START INFORMATION PROVIDED
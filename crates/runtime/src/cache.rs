//! Content-addressed memoization of model calls.

use crate::config::CacheConfig;
use crate::model::{GenerateRequest, Generation, ModelProvider, ProviderError};
use crate::{Error, Result};
use async_trait::async_trait;
use serde_json::json;
use sha2::{Digest, Sha256};
use lru::LruCache;
use std::num::NonZeroUsize;
use std::sync::{Arc, Weak};
use std::time::Duration;
use tokio::runtime::Handle;
use tokio::sync::Mutex;
use tokio::task::JoinHandle;
use tokio::time::Instant;
use tracing::{debug, warn};

/// Key/value store used to memoize model output.
///
/// Implementations are shared across concurrent executions and must be
/// internally synchronized.
#[async_trait]
pub trait CacheProvider: Send + Sync {
    async fn get(&self, key: &str) -> Result<Option<String>>;

    async fn set(&self, key: &str, value: String, ttl: Option<Duration>) -> Result<()>;
}

#[async_trait]
impl<C: CacheProvider + ?Sized> CacheProvider for Arc<C> {
    async fn get(&self, key: &str) -> Result<Option<String>> {
        (**self).get(key).await
    }

    async fn set(&self, key: &str, value: String, ttl: Option<Duration>) -> Result<()> {
        (**self).set(key, value, ttl).await
    }
}

/// How a function's model calls are cached.
#[derive(Debug, Clone, Default, PartialEq, Eq)]
pub struct CachePolicy {
    /// Entry lifetime; `None` keeps entries until evicted for space.
    pub ttl: Option<Duration>,
}

/// SHA-256 hex digest of the request's prompt, system prompt and options.
pub fn cache_key(request: &GenerateRequest) -> String {
    let canonical = json!({
        "prompt": request.prompt,
        "system": request.system,
        "options": request.options,
    });
    format!("{:x}", Sha256::digest(canonical.to_string().as_bytes()))
}

/// Model provider decorator that consults a cache first.
///
/// Only first attempts read from the cache, so a retry never replays the
/// answer that caused it. Cache failures are logged and treated as misses.
pub struct CachedProvider {
    inner: Arc<dyn ModelProvider>,
    cache: Arc<dyn CacheProvider>,
    ttl: Option<Duration>,
}

impl CachedProvider {
    pub fn new(inner: Arc<dyn ModelProvider>, cache: Arc<dyn CacheProvider>, policy: &CachePolicy) -> Self {
        Self {
            inner,
            cache,
            ttl: policy.ttl,
        }
    }
}

#[async_trait]
impl ModelProvider for CachedProvider {
    async fn generate(&self, request: &GenerateRequest) -> std::result::Result<Generation, ProviderError> {
        let key = cache_key(request);
        if request.attempt <= 1 {
            match self.cache.get(&key).await {
                Ok(Some(raw_output)) => {
                    debug!(key = %key, "model cache hit");
                    return Ok(Generation::text(raw_output));
                }
                Ok(None) => {}
                Err(error) => warn!(error = %error, "cache read failed"),
            }
        }

        let generation = self.inner.generate(request).await?;
        if let Err(error) = self
            .cache
            .set(&key, generation.raw_output.clone(), self.ttl)
            .await
        {
            warn!(error = %error, "cache write failed");
        }
        Ok(generation)
    }

    fn name(&self) -> &str {
        self.inner.name()
    }
}

struct Entry {
    value: String,
    expires_at: Option<Instant>,
}

impl Entry {
    fn is_live(&self, now: Instant) -> bool {
        self.expires_at.is_none_or(|at| at > now)
    }
}

/// Size- and TTL-bounded in-process cache.
///
/// Once full, each write evicts the least recently used entry. Expired
/// entries are dropped when read or by [`MemoryCache::evict_expired`].
pub struct MemoryCache {
    entries: Mutex<LruCache<String, Entry>>,
}

impl MemoryCache {
    pub fn new(capacity: usize) -> Self {
        let capacity = NonZeroUsize::new(capacity).unwrap_or(NonZeroUsize::MIN);
        Self {
            entries: Mutex::new(LruCache::new(capacity)),
        }
    }

    pub async fn len(&self) -> usize {
        self.entries.lock().await.len()
    }

    pub async fn is_empty(&self) -> bool {
        self.len().await == 0
    }

    pub async fn capacity(&self) -> usize {
        self.entries.lock().await.cap().get()
    }

    /// The cache `[cache]` asks for.
    ///
    /// With a TTL configured and a tokio runtime available, expired entries
    /// are also swept in the background.
    pub fn from_config(config: &CacheConfig) -> Arc<Self> {
        let cache = Arc::new(Self::new(config.capacity));
        if config.ttl_secs.is_some() {
            if Handle::try_current().is_ok() {
                cache.spawn_eviction(Duration::from_secs(config.eviction_interval_secs));
            } else {
                debug!("no tokio runtime, expired cache entries are dropped on read");
            }
        }
        cache
    }

    /// Drop expired entries, returning how many were removed.
    pub async fn evict_expired(&self) -> usize {
        let now = Instant::now();
        let mut entries = self.entries.lock().await;
        let expired: Vec<String> = entries
            .iter()
            .filter(|(_, entry)| !entry.is_live(now))
            .map(|(key, _)| key.clone())
            .collect();
        for key in &expired {
            entries.pop(key);
        }
        expired.len()
    }

    /// Evict expired entries every `period` on a background task.
    ///
    /// The task holds a weak reference and stops once the cache is dropped.
    pub fn spawn_eviction(self: &Arc<Self>, period: Duration) -> JoinHandle<()> {
        let cache: Weak<Self> = Arc::downgrade(self);
        let period = period.max(Duration::from_millis(1));
        tokio::spawn(async move {
            let mut ticker = tokio::time::interval(period);
            ticker.tick().await;
            loop {
                ticker.tick().await;
                let Some(cache) = cache.upgrade() else {
                    break;
                };
                let evicted = cache.evict_expired().await;
                if evicted > 0 {
                    debug!(evicted, "evicted expired cache entries");
                }
            }
        })
    }
}

#[async_trait]
impl CacheProvider for MemoryCache {
    async fn get(&self, key: &str) -> Result<Option<String>> {
        let now = Instant::now();
        let mut entries = self.entries.lock().await;
        let lookup = entries
            .get(key)
            .map(|entry| entry.is_live(now).then(|| entry.value.clone()));
        match lookup {
            Some(Some(value)) => Ok(Some(value)),
            Some(None) => {
                entries.pop(key);
                Ok(None)
            }
            None => Ok(None),
        }
    }

    async fn set(&self, key: &str, value: String, ttl: Option<Duration>) -> Result<()> {
        let expires_at = ttl.map(|ttl| Instant::now() + ttl);
        let mut entries = self.entries.lock().await;
        let displaced = entries.push(key.to_string(), Entry { value, expires_at });
        if let Some((evicted, _)) = displaced.filter(|(old, _)| old != key) {
            debug!(key = %evicted, "evicted least recently used cache entry");
        }
        Ok(())
    }
}

#[async_trait]
impl CacheProvider for storage::CacheStore {
    async fn get(&self, key: &str) -> Result<Option<String>> {
        storage::CacheStore::get(self, key).map_err(Error::from)
    }

    async fn set(&self, key: &str, value: String, ttl: Option<Duration>) -> Result<()> {
        storage::CacheStore::set(self, key, &value, ttl).map_err(Error::from)
    }
}

#[cfg(test)]
mod tests {
    use super::*;
    use crate::mock::MockProvider;

    #[test]
    fn key_depends_on_prompt_system_and_options() {
        let base = GenerateRequest::new("add 1 and 2");
        let same = GenerateRequest::new("add 1 and 2").with_attempt(3);
        assert_eq!(cache_key(&base), cache_key(&same));
        assert_eq!(cache_key(&base).len(), 64);

        let system = base.clone().with_system("terse");
        assert_ne!(cache_key(&base), cache_key(&system));

        let mut options = serde_json::Map::new();
        options.insert("temperature".into(), json!(0.0));
        assert_ne!(cache_key(&base), cache_key(&base.clone().with_options(options)));
    }

    #[tokio::test]
    async fn second_call_is_served_from_cache() {
        let mock = Arc::new(MockProvider::new());
        mock.queue_text("first");
        mock.queue_text("second");
        let cached = CachedProvider::new(mock.clone(), Arc::new(MemoryCache::new(8)), &CachePolicy::default());

        let request = GenerateRequest::new("prompt");
        assert_eq!(cached.generate(&request).await.unwrap().raw_output, "first");
        assert_eq!(cached.generate(&request).await.unwrap().raw_output, "first");
        assert_eq!(mock.call_count(), 1);
    }

    #[tokio::test]
    async fn retries_bypass_lookup_but_refresh_entry() {
        let mock = Arc::new(MockProvider::new());
        mock.queue_text("bad");
        mock.queue_text("good");
        let cache = Arc::new(MemoryCache::new(8));
        let cached = CachedProvider::new(mock.clone(), cache.clone(), &CachePolicy::default());

        let request = GenerateRequest::new("prompt");
        cached.generate(&request).await.unwrap();
        let retried = cached.generate(&request.clone().with_attempt(2)).await.unwrap();
        assert_eq!(retried.raw_output, "good");
        assert_eq!(cached.generate(&request).await.unwrap().raw_output, "good");
        assert_eq!(mock.call_count(), 2);
    }

    #[tokio::test]
    async fn provider_errors_are_not_cached() {
        let mock = Arc::new(MockProvider::new());
        mock.queue_error(ProviderError::Network("reset".into()));
        let cache = Arc::new(MemoryCache::new(8));
        let cached = CachedProvider::new(mock, cache.clone(), &CachePolicy::default());
        assert!(cached.generate(&GenerateRequest::new("p")).await.is_err());
        assert!(cache.is_empty().await);
    }

    #[tokio::test(start_paused = true)]
    async fn memory_cache_expires_entries() {
        let cache = MemoryCache::new(8);
        cache.set("k", "v".into(), Some(Duration::from_secs(5))).await.unwrap();
        assert_eq!(cache.get("k").await.unwrap().as_deref(), Some("v"));

        tokio::time::advance(Duration::from_secs(6)).await;
        assert_eq!(cache.get("k").await.unwrap(), None);
        assert_eq!(cache.evict_expired().await, 1);
    }

    #[tokio::test]
    async fn memory_cache_evicts_least_recently_used() {
        let cache = MemoryCache::new(2);
        cache.set("a", "A".into(), None).await.unwrap();
        cache.set("b", "B".into(), None).await.unwrap();
        assert_eq!(cache.get("a").await.unwrap().as_deref(), Some("A"));

        cache.set("c", "C".into(), None).await.unwrap();
        assert_eq!(cache.len().await, 2);
        assert_eq!(cache.get("b").await.unwrap(), None);
        assert_eq!(cache.get("a").await.unwrap().as_deref(), Some("A"));
        assert_eq!(cache.get("c").await.unwrap().as_deref(), Some("C"));
    }

    #[tokio::test]
    async fn memory_cache_overwrite_keeps_size() {
        let cache = MemoryCache::new(2);
        cache.set("a", "1".into(), None).await.unwrap();
        cache.set("a", "2".into(), None).await.unwrap();
        assert_eq!(cache.len().await, 1);
        assert_eq!(cache.get("a").await.unwrap().as_deref(), Some("2"));
        assert_eq!(MemoryCache::new(0).capacity().await, 1);
    }

    #[tokio::test(start_paused = true)]
    async fn background_eviction_stops_with_cache() {
        let cache = Arc::new(MemoryCache::new(8));
        cache.set("k", "v".into(), Some(Duration::from_secs(1))).await.unwrap();
        let task = cache.spawn_eviction(Duration::from_secs(2));

        tokio::time::sleep(Duration::from_secs(3)).await;
        assert!(cache.is_empty().await);

        drop(cache);
        tokio::time::sleep(Duration::from_secs(3)).await;
        assert!(task.is_finished());
    }

    #[tokio::test(start_paused = true)]
    async fn configured_cache_sweeps_expired_entries() {
        let config = CacheConfig {
            enabled: true,
            ttl_secs: Some(1),
            capacity: 4,
            eviction_interval_secs: 2,
        };
        let cache = MemoryCache::from_config(&config);
        assert_eq!(cache.capacity().await, 4);
        cache.set("k", "v".into(), Some(Duration::from_secs(1))).await.unwrap();

        tokio::time::sleep(Duration::from_secs(3)).await;
        assert!(cache.is_empty().await);
    }

    #[tokio::test]
    async fn sqlite_store_is_a_cache_provider() {
        let store = storage::CacheStore::in_memory().unwrap();
        let provider: &dyn CacheProvider = &store;
        provider.set("k", "v".into(), None).await.unwrap();
        assert_eq!(provider.get("k").await.unwrap().as_deref(), Some("v"));
    }
}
END INFORMATION PROVIDED
Copy out each line of the data that includes the string "first".

/// Model provider decorator that consults a cache first.
/// Only first attempts read from the cache, so a retry never replays the
        mock.queue_text("first");
        assert_eq!(cached.generate(&request).await.unwrap().raw_output, "first");
        assert_eq!(cached.generate(&request).await.unwrap().raw_output, "first");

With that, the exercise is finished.